(Dataset entries)
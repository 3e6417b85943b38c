//! Error types and JSON-RPC error codes for the MCP server.

use firecrawl_core::FirecrawlError;

use super::message::{JsonRpcError, JsonRpcErrorObject, RequestId, JSONRPC_VERSION};

/// Standard JSON-RPC 2.0 error codes.
pub mod error_codes {
    pub const PARSE_ERROR: i32 = -32700;
    pub const INVALID_REQUEST: i32 = -32600;
    pub const METHOD_NOT_FOUND: i32 = -32601;
    pub const INVALID_PARAMS: i32 = -32602;
    pub const INTERNAL_ERROR: i32 = -32603;
}

/// MCP-specific error codes.
pub mod mcp_error_codes {
    pub const RESOURCE_NOT_FOUND: i32 = -32802;
    pub const TOOL_NOT_FOUND: i32 = -32803;
    pub const PROMPT_NOT_FOUND: i32 = -32804;
    pub const FIRECRAWL_ERROR: i32 = -32850;

    /// Server: Unauthorized (missing or invalid bearer token).
    pub const UNAUTHORIZED: i32 = -32900;
}

/// All errors that can occur in the MCP server.
#[derive(thiserror::Error, Debug)]
pub enum McpError {
    #[error("Parse error: {0}")]
    ParseError(String),

    #[error("Invalid request: {0}")]
    InvalidRequest(String),

    #[error("Method not found: {0}")]
    MethodNotFound(String),

    #[error("Invalid params: {0}")]
    InvalidParams(String),

    #[error("Internal error: {0}")]
    InternalError(String),

    #[error("Resource not found: {0}")]
    ResourceNotFound(String),

    #[error("Tool not found: {0}")]
    ToolNotFound(String),

    #[error("Prompt not found: {0}")]
    PromptNotFound(String),

    #[error("Firecrawl error: {0}")]
    Firecrawl(FirecrawlError),

    #[error("Configuration error: {0}")]
    Config(String),

    #[error("Transport error: {0}")]
    Transport(String),

    #[error("IO error: {0}")]
    Io(#[from] std::io::Error),

    #[error("JSON error: {0}")]
    Json(#[from] serde_json::Error),

    #[error("Unauthorized")]
    Unauthorized,
}

impl McpError {
    pub fn code(&self) -> i32 {
        use error_codes::*;
        use mcp_error_codes::*;
        match self {
            McpError::ParseError(_) => PARSE_ERROR,
            McpError::InvalidRequest(_) => INVALID_REQUEST,
            McpError::MethodNotFound(_) => METHOD_NOT_FOUND,
            McpError::InvalidParams(_) => INVALID_PARAMS,
            McpError::InternalError(_) | McpError::Config(_) => INTERNAL_ERROR,
            McpError::ResourceNotFound(_) => RESOURCE_NOT_FOUND,
            McpError::ToolNotFound(_) => TOOL_NOT_FOUND,
            McpError::PromptNotFound(_) => PROMPT_NOT_FOUND,
            McpError::Firecrawl(_) => FIRECRAWL_ERROR,
            McpError::Transport(_) | McpError::Io(_) => INTERNAL_ERROR,
            McpError::Json(_) => PARSE_ERROR,
            McpError::Unauthorized => UNAUTHORIZED,
        }
    }

    pub fn to_json_rpc_error(&self, id: RequestId) -> JsonRpcError {
        let data = match self {
            McpError::Firecrawl(e) => Some(serde_json::json!({
                "kind": e.kind(),
                "status": e.status(),
            })),
            _ => None,
        };

        JsonRpcError {
            jsonrpc: JSONRPC_VERSION.to_string(),
            id,
            error: JsonRpcErrorObject {
                code: self.code(),
                message: self.to_string(),
                data,
            },
        }
    }
}

impl From<FirecrawlError> for McpError {
    fn from(e: FirecrawlError) -> Self {
        match e {
            FirecrawlError::Validation(msg) => McpError::InvalidParams(msg),
            other => McpError::Firecrawl(other),
        }
    }
}

pub type McpResult<T> = Result<T, McpError>;

#[cfg(test)]
mod tests {
    use super::*;

    #[test]
    fn test_validation_maps_to_invalid_params() {
        let err: McpError = FirecrawlError::Validation("bad url".into()).into();
        assert_eq!(err.code(), error_codes::INVALID_PARAMS);
    }

    #[test]
    fn test_remote_error_carries_data() {
        let err: McpError = FirecrawlError::Remote {
            status: 429,
            message: "Rate limit exceeded".into(),
        }
        .into();
        let rpc = err.to_json_rpc_error(RequestId::Number(7));
        assert_eq!(rpc.error.code, mcp_error_codes::FIRECRAWL_ERROR);
        let data = rpc.error.data.expect("error data");
        assert_eq!(data["kind"], "remote");
        assert_eq!(data["status"], 429);
    }
}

TASK DETAILS:
I'd like an exact copy of the lines above, from the very first one through the line that contains "McpError::InternalError(_) | McpError::Config(_)", with nothing else added.

SOLUTION TO THE PROBLEM:
repository 3e6417b85943b38c
//! Error types and JSON-RPC error codes for the MCP server.

use firecrawl_core::FirecrawlError;

use super::message::{JsonRpcError, JsonRpcErrorObject, RequestId, JSONRPC_VERSION};

/// Standard JSON-RPC 2.0 error codes.
pub mod error_codes {
    pub const PARSE_ERROR: i32 = -32700;
    pub const INVALID_REQUEST: i32 = -32600;
    pub const METHOD_NOT_FOUND: i32 = -32601;
    pub const INVALID_PARAMS: i32 = -32602;
    pub const INTERNAL_ERROR: i32 = -32603;
}

/// MCP-specific error codes.
pub mod mcp_error_codes {
    pub const RESOURCE_NOT_FOUND: i32 = -32802;
    pub const TOOL_NOT_FOUND: i32 = -32803;
    pub const PROMPT_NOT_FOUND: i32 = -32804;
    pub const FIRECRAWL_ERROR: i32 = -32850;

    /// Server: Unauthorized (missing or invalid bearer token).
    pub const UNAUTHORIZED: i32 = -32900;
}

/// All errors that can occur in the MCP server.
#[derive(thiserror::Error, Debug)]
pub enum McpError {
    #[error("Parse error: {0}")]
    ParseError(String),

    #[error("Invalid request: {0}")]
    InvalidRequest(String),

    #[error("Method not found: {0}")]
    MethodNotFound(String),

    #[error("Invalid params: {0}")]
    InvalidParams(String),

    #[error("Internal error: {0}")]
    InternalError(String),

    #[error("Resource not found: {0}")]
    ResourceNotFound(String),

    #[error("Tool not found: {0}")]
    ToolNotFound(String),

    #[error("Prompt not found: {0}")]
    PromptNotFound(String),

    #[error("Firecrawl error: {0}")]
    Firecrawl(FirecrawlError),

    #[error("Configuration error: {0}")]
    Config(String),

    #[error("Transport error: {0}")]
    Transport(String),

    #[error("IO error: {0}")]
    Io(#[from] std::io::Error),

    #[error("JSON error: {0}")]
    Json(#[from] serde_json::Error),

    #[error("Unauthorized")]
    Unauthorized,
}

impl McpError {
    pub fn code(&self) -> i32 {
        use error_codes::*;
        use mcp_error_codes::*;
        match self {
            McpError::ParseError(_) => PARSE_ERROR,
            McpError::InvalidRequest(_) => INVALID_REQUEST,
            McpError::MethodNotFound(_) => METHOD_NOT_FOUND,
            McpError::InvalidParams(_) => INVALID_PARAMS,
            McpError::InternalError(_) | McpError::Config(_) => INTERNAL_ERROR,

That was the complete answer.